I, myself, disliking any sort of confrontation, have those inclinations; however, they are often followed by the opposite, a passionate drive to get involved, to fix things, somehow, to resolve all the division, to get on with saving the planet and improving the lives of, well, of everyone around me. I can drift from one extreme to another. I am often divided, being of two minds about it all.
An ancient fanciful Chinese story speaks to this. It seems, in the story, that a young woman’s parents arranged her marriage, but it was not with the young man she was in love with. So the young woman and her young man slipped away secretly in the night, rowing a boat across the wide lake under the moonlight, and later made their way to another place, far away, where they created their own happy life, had children, etc. But the woman always remembered her parents and that childhood home, and her previous life, and she was always still troubled by the way things had happened back then. So finally, her husband, seeing her distress though she tried to hide it, said, “Listen, it’s been a long time, and things have changed, so let us make a journey back there, see your parents, perhaps then you will feel better.” And they did. And here’s what happened. When they arrived at the woman’s childhood home, the aging parents came out to meet them, but the parents seemed stunned and confused and refused to believe that the woman standing there was their own daughter. To explain why they were so convinced, the old people led the younger couple into what had been the young girl’s bedroom, and there, lying on the bed, covered with beautiful coverings, apparently sleeping, was…the very young girl herself, the daughter, just as she had been the day before she ran away from home. She had been lying there ever since, with no outward awareness, but there, alive, just the same. There were the two of them, the one lying on the bed and the one standing at the doorway of the room, both the same person, but different.

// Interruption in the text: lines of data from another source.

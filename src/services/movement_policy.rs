//! Sign rules for ledger entries.
//!
//! Each entry point states its intent; the intent alone decides the stored
//! sign. Generic creation infers the sign from the movement type, while the
//! receiving, transfer and adjustment workflows carry their own direction.

use crate::entities::{quantity::Quantity, stock_movement::MovementType};
use crate::errors::ServiceError;
use rust_decimal::Decimal;

#[derive(Debug, Clone, Copy, PartialEq, Eq)]
pub enum MovementIntent {
    /// Goods arriving through the receiving workflow.
    Receipt { quantity: Decimal },
    /// Debit leg of a transfer, at the source location.
    TransferOut { quantity: Decimal },
    /// Credit leg of a transfer, at the destination location.
    TransferIn { quantity: Decimal },
    /// Correction stored with the caller's sign untouched.
    Adjustment { quantity: Decimal },
    /// `POST /stock-movements`: sign inferred from the type.
    Generic {
        movement_type: MovementType,
        quantity: Decimal,
    },
}

#[derive(Debug, Clone, Copy, PartialEq, Eq)]
pub struct ResolvedMovement {
    pub movement_type: MovementType,
    /// Signed: positive adds stock, negative removes it.
    pub quantity: Quantity,
}

/// +1 for types that add stock, -1 for those that remove it.
pub fn implied_sign(movement_type: MovementType) -> Decimal {
    match movement_type {
        MovementType::Receipt | MovementType::Return => Decimal::ONE,
        MovementType::Sale | MovementType::Transfer | MovementType::Adjustment => {
            Decimal::NEGATIVE_ONE
        }
    }
}

impl MovementIntent {
    pub fn movement_type(&self) -> MovementType {
        match self {
            MovementIntent::Receipt { .. } => MovementType::Receipt,
            MovementIntent::TransferOut { .. } | MovementIntent::TransferIn { .. } => {
                MovementType::Transfer
            }
            MovementIntent::Adjustment { .. } => MovementType::Adjustment,
            MovementIntent::Generic { movement_type, .. } => *movement_type,
        }
    }

    fn raw_quantity(&self) -> Decimal {
        match *self {
            MovementIntent::Receipt { quantity }
            | MovementIntent::TransferOut { quantity }
            | MovementIntent::TransferIn { quantity }
            | MovementIntent::Adjustment { quantity }
            | MovementIntent::Generic { quantity, .. } => quantity,
        }
    }

    /// Resolves the stored type and signed quantity. Zero is always rejected,
    /// as is anything the quantity column cannot hold exactly.
    pub fn resolve(self) -> Result<ResolvedMovement, ServiceError> {
        let quantity = self.raw_quantity();
        if quantity.is_zero() {
            return Err(ServiceError::ValidationError(
                "quantity must be non-zero".to_string(),
            ));
        }

        let signed = match self {
            MovementIntent::Receipt { .. }
            | MovementIntent::TransferOut { .. }
            | MovementIntent::TransferIn { .. }
                if quantity.is_sign_negative() =>
            {
                return Err(ServiceError::ValidationError(format!(
                    "{} quantity must be positive",
                    self.movement_type().as_str()
                )));
            }
            MovementIntent::Receipt { .. } | MovementIntent::TransferIn { .. } => quantity,
            MovementIntent::TransferOut { .. } => -quantity,
            MovementIntent::Adjustment { .. } => quantity,
            MovementIntent::Generic { movement_type, .. } => {
                quantity.abs() * implied_sign(movement_type)
            }
        };

        Ok(ResolvedMovement {
            movement_type: self.movement_type(),
            quantity: Quantity::for_movement(signed)?,
        })
    }
}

After the initial surprise, the woman in the doorway came into the room and reached out to the one lying there on the bed, and that one on the bed slowly arose, and they embraced, and they were then joined into one now whole being, and, of course, everyone rejoiced.
The name of that story is “The Divided Daughter.” How many of us are divided, some psychological part of us, say, still caught, back there somewhere in our past. We may be going on, seemingly ok, even happy, but we can remain split. We may have to journey back, inwardly, to that old place, that old history, that old attitude, whatever, to see it for how it is, how it is stuck, unmoving, and we may have to recognize it somehow, to take it into account, if we are to heal the divisions within ourselves, to become whole.
The same may be said, I think, for our culture, with all its current divisions, divisions that involve many old attitudes, old history that still needs to be brought into the light of consciousness, into today’s changed circumstances, as we work out whatever newness of life may be available to us.
This is difficult to do while many people today are divided between those dealing with change by clinging to or finding new tribal alliances that give them some assurance that they are right in refusing to change, or on the other hand, to assure them that they are right in insisting upon more rapid change for what they believe to be better.
And then there are those of us who are focused almost exclusively on getting others to change. The psychologist Carl Jung commented on this once in a letter written in response to a fellow struggling in his relationship with his wife, as he was trying to understand why she refused to change. Jung wrote about the problem with that, saying in part:
“…If you struggle too much to delve into another person, you find that you have thrust that person into a defensive position, and resistances develop because, through your efforts to penetrate and understand, the other person feels forced to examine those things in himself which he doesn’t want to examine. Everybody has his dark side which—so long as all goes well—he had rather not know about…It is a universal human truth, even though there are plenty of people who will assure you that they’d be only too glad to know everything about themselves… It is as good as certain,” Jung said to the husband in question, “that your wife had many thoughts and feelings which made her uneasy and which she wanted to hide even from herself. That is simply human. It is also the reason who so many elderly people withdraw into their own solitude where they won’t be disturbed by things they would rather not be too clearly conscious of…”
I feel that I understand the wife Jung was referring to. I too am tempted to withdraw, into my solitude, into my regression, into my resistance to whatever feels unpleasant, whatever requires me to adjust, adapt, change, especially old, engrained patterns of behavior or belief.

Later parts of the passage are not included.